Excerpt
from my Dissertation
: Constructive Skepticism, Critical Thinking and the Ethics of Belief (Chapter
1, Sec 8) Ó
1994
University of British Columbia
1.8 Constructive Skepticism
As we have seen, when philosophers talk
about skepticism, they are usually referring to the kind of radical or
methodological skepticism directed against epistemological claims such as the
existence of the external world, other minds and standards of rationality.
However, the speculations about the evil demon (in Descartes Meditations)
and the brain in a vat (Putnam, 1981, Chap. 1) are merely dramatic devices to
express our skeptical thoughts, our private doubts, in their most radical form.
Since there is no neutral position from which we can defend our most basic
intellectual foundations, the study of epistemology quite inevitably leads to
skeptical anxiety, including concerns about rational procedures and the
scientific method. No matter what procedures or standards we employ, how much
reflection and inquiry we engage in or how much evidence we gather, there do
not exist intellectual guarantees to prevent the possibility of error. Although
we find ourselves defending rationality and the methods of induction on their
own terms (i.e., we employ our rational procedures in their own defense), some
questions such as the reliability of our fundamental methods of inquiry can, it
seems, be rightfully begged. It seems odd to demand a justification
for rationality because the notion of justification itself is clearly a concept within rationality. Any attempt to stand outside the framework of
rationality in order to pass judgment on it requires that one remain inside, and
this is clearly incoherent.
Hence, as I will argue throughout this thesis, there are principles of
rational belief and rational action that are universal, and there are general
ways in which we can appraise institutions, practices, and world-views with
respect to their rationality without falling into ethnocentrism, relativism or
some tendentious ideological stance.
The skepticism that I will endorse is not so much a philosophical
position as it is an attitude, frame of mind or disposition - a psychological
mechanism to combat the intellectual vices of credulity and pretentious
dogmatism. I will presently use the term constructive
skeptcism to describe the skeptical temperament that entails a perspicuous conscientiousness
and judiciousness regarding demands for evidence, a
propensity to suspicion about extraordinary claims, and a desire for further
argument and persuasion than would satisfy the majority of people. It is a form
of skepticism that is not abstract, but rather selective and contextual. It
rejects the nihilism and pessimism of radical skepticism and accepts that there
is reliable knowledge about the world that can be known by rational,
epistemically responsible agents employing reliable rational methods, not only
in the sciences, but in the normative realm as well.

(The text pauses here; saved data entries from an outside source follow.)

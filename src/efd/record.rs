//! Tagged record framing.
//!
//! An EFD file is nothing but a run of self-describing records:
//!
//! ```text
//! Bytes 0-3:  Tag (ASCII, e.g. "EFDF")
//! Bytes 4-11: Payload length (u64, little-endian)
//! Bytes 12-:  Payload (exactly `length` bytes)
//! ```
//!
//! There is no file header or trailer. The stream must end on a record
//! boundary; anything else is a truncated file.

use std::fmt;
use std::io::{ErrorKind, Read};

use byteorder::{ByteOrder, LittleEndian};
use serde::Serialize;

use crate::error::EfdError;

/// Size of the tag + length header in front of every payload
pub const RECORD_HEADER_SIZE: usize = 12;

/// Largest payload length accepted before the length is treated as garbage.
///
/// Real records are a few hundred bytes; 16 MiB leaves room for any future
/// record kind while still rejecting a tag misread as a length.
pub const MAX_RECORD_LENGTH: u64 = 16 * 1024 * 1024;

/// Four-byte record identifier.
#[derive(Clone, Copy, PartialEq, Eq, Hash)]
pub struct Tag(pub [u8; 4]);

impl Tag {
    /// Roll metadata
    pub const ROLL: Tag = Tag(*b"EFDF");
    /// Frame metadata
    pub const FRAME: Tag = Tag(*b"EFRM");
    /// Thumbnail descriptor
    pub const THUMBNAIL: Tag = Tag(*b"EFTP");
}

impl fmt::Display for Tag {
    fn fmt(&self, f: &mut fmt::Formatter<'_>) -> fmt::Result {
        for &b in &self.0 {
            if b.is_ascii_graphic() {
                write!(f, "{}", b as char)?;
            } else {
                write!(f, "\\x{b:02X}")?;
            }
        }
        Ok(())
    }
}

impl fmt::Debug for Tag {
    fn fmt(&self, f: &mut fmt::Formatter<'_>) -> fmt::Result {
        write!(f, "Tag({self})")
    }
}

impl Serialize for Tag {
    fn serialize<S: serde::Serializer>(&self, serializer: S) -> Result<S::Ok, S::Error> {
        serializer.collect_str(self)
    }
}

/// One framed record, consumed straight into a typed decoder.
#[derive(Debug, Clone, PartialEq, Eq)]
pub struct RawRecord {
    pub tag: Tag,
    /// Stream offset of the record header
    pub offset: u64,
    pub payload: Vec<u8>,
}

impl RawRecord {
    /// Declared payload length.
    pub fn len(&self) -> u64 {
        self.payload.len() as u64
    }

    pub fn is_empty(&self) -> bool {
        self.payload.is_empty()
    }
}

/// Lazy iterator over the records of a byte stream.
///
/// Yields `Ok(record)` until the stream ends cleanly on a record boundary.
/// After the first error the iterator is exhausted.
pub struct RecordReader<R> {
    inner: R,
    position: u64,
    done: bool,
}

impl<R: Read> RecordReader<R> {
    pub fn new(inner: R) -> Self {
        Self {
            inner,
            position: 0,
            done: false,
        }
    }

    /// Number of bytes consumed so far.
    pub fn position(&self) -> u64 {
        self.position
    }

    /// Fill `buf` as far as the stream allows; returns the byte count read.
    fn read_full(&mut self, buf: &mut [u8]) -> Result<usize, EfdError> {
        let mut filled = 0;
        while filled < buf.len() {
            match self.inner.read(&mut buf[filled..]) {
                Ok(0) => break,
                Ok(n) => filled += n,
                Err(e) if e.kind() == ErrorKind::Interrupted => continue,
                Err(e) => return Err(EfdError::Io(e)),
            }
        }
        self.position += filled as u64;
        Ok(filled)
    }

    fn next_record(&mut self) -> Result<Option<RawRecord>, EfdError> {
        let offset = self.position;

        let mut header = [0u8; RECORD_HEADER_SIZE];
        let got = self.read_full(&mut header)?;
        if got == 0 {
            return Ok(None);
        }
        if got < RECORD_HEADER_SIZE {
            return Err(EfdError::TruncatedStream {
                offset,
                expected: RECORD_HEADER_SIZE as u64,
                actual: got as u64,
            });
        }

        let tag = Tag([header[0], header[1], header[2], header[3]]);
        let length = LittleEndian::read_u64(&header[4..12]);
        if length > MAX_RECORD_LENGTH {
            return Err(EfdError::MalformedLength {
                tag,
                length,
                max: MAX_RECORD_LENGTH,
            });
        }

        let mut payload = vec![0u8; length as usize];
        let got = self.read_full(&mut payload)?;
        if (got as u64) < length {
            return Err(EfdError::TruncatedStream {
                offset,
                expected: length,
                actual: got as u64,
            });
        }

        Ok(Some(RawRecord {
            tag,
            offset,
            payload,
        }))
    }
}

impl<R: Read> Iterator for RecordReader<R> {
    type Item = Result<RawRecord, EfdError>;

    fn next(&mut self) -> Option<Self::Item> {
        if self.done {
            return None;
        }
        match self.next_record() {
            Ok(Some(record)) => Some(Ok(record)),
            Ok(None) => {
                self.done = true;
                None
            }
            Err(e) => {
                self.done = true;
                Some(Err(e))
            }
        }
    }
}

#[cfg(test)]
pub(crate) fn encode_record(tag: &[u8; 4], payload: &[u8]) -> Vec<u8> {
    let mut bytes = Vec::with_capacity(RECORD_HEADER_SIZE + payload.len());
    bytes.extend_from_slice(tag);
    bytes.extend_from_slice(&(payload.len() as u64).to_le_bytes());
    bytes.extend_from_slice(payload);
    bytes
}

Constructive skepticism is a protection
against pretension, false hopes, illusion, self-deception and
"unworldliness," an acceptance of a world in which nothing is
permanent except change - and change at an ever-increasingly rapid rate. Hence,
one attempts to see the world and reality as it is now, recognizing that the future is tenuous and unpredictable, save
what science may be able to tell us. This does not mean that we must accept the
arbitrary and the contingent, although much of who we are, what we have become,
is a function of accident. As Thomas Nagel has so aptly pointed out
...two things, neither of them easy to
assimilate, strike me about my birth: its extreme contingency and its
unimportance... we are here by luck, not by right or by necessity...My own
existence or that of any other particular person is extremely gratuitous...
Just as we can't evade skepticism by denying the pretensions of our
beliefs about the world and interpreting them as entirely relative to a
subjective or personal point of view, so we can't evade the impact of objective
detachment by denying the objective pretensions of our dominant aims in life.
This would simply falsify the situation. The problem of the meaning of life is
in fact a form of skepticism at the level of motivation. We can no more abandon
our unqualified commitments at will than we can abandon our beliefs about the
world in response to skeptical arguments, however persuasive we may find them,
as Hume famously observed. Nor can we avoid either problem by refusing to take
that step outside ourselves which calls that ordinary view into question.
All
the choices we have made in life and must continue to make imply that we could
have chosen and can choose otherwise - we are "condemned to be free"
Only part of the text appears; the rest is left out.